When a line in the entries contains the word "impl", copy that line in full.

EXTRACTED RECORDS: Begin

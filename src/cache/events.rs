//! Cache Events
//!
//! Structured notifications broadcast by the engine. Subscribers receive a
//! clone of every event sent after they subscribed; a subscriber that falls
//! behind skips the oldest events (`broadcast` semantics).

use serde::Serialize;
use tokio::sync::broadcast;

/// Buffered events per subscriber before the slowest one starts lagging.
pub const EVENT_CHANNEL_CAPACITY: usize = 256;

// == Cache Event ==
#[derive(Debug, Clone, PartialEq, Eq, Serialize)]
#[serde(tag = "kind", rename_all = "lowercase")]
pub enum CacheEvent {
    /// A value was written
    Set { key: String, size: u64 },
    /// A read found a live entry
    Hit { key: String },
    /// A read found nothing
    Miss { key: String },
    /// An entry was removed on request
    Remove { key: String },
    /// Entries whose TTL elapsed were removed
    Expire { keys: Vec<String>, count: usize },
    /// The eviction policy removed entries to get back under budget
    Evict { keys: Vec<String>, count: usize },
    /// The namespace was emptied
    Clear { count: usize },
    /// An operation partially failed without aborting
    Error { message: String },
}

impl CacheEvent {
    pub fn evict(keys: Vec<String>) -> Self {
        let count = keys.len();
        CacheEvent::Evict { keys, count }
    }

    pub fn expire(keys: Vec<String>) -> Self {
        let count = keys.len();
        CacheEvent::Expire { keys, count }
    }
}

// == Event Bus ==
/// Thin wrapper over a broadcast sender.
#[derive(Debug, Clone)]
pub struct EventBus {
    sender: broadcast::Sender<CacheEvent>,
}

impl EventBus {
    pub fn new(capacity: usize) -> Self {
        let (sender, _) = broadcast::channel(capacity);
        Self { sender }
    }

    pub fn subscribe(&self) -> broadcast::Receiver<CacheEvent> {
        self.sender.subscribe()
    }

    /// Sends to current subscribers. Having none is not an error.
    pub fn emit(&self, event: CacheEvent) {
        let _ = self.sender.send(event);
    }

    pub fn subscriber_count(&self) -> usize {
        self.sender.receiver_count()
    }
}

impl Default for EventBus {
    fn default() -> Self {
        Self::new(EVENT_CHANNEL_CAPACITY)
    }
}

EXTRACTED RECORDS: End

- **WRITTEN ANSWER**
impl CacheEvent {
impl EventBus {
impl Default for EventBus {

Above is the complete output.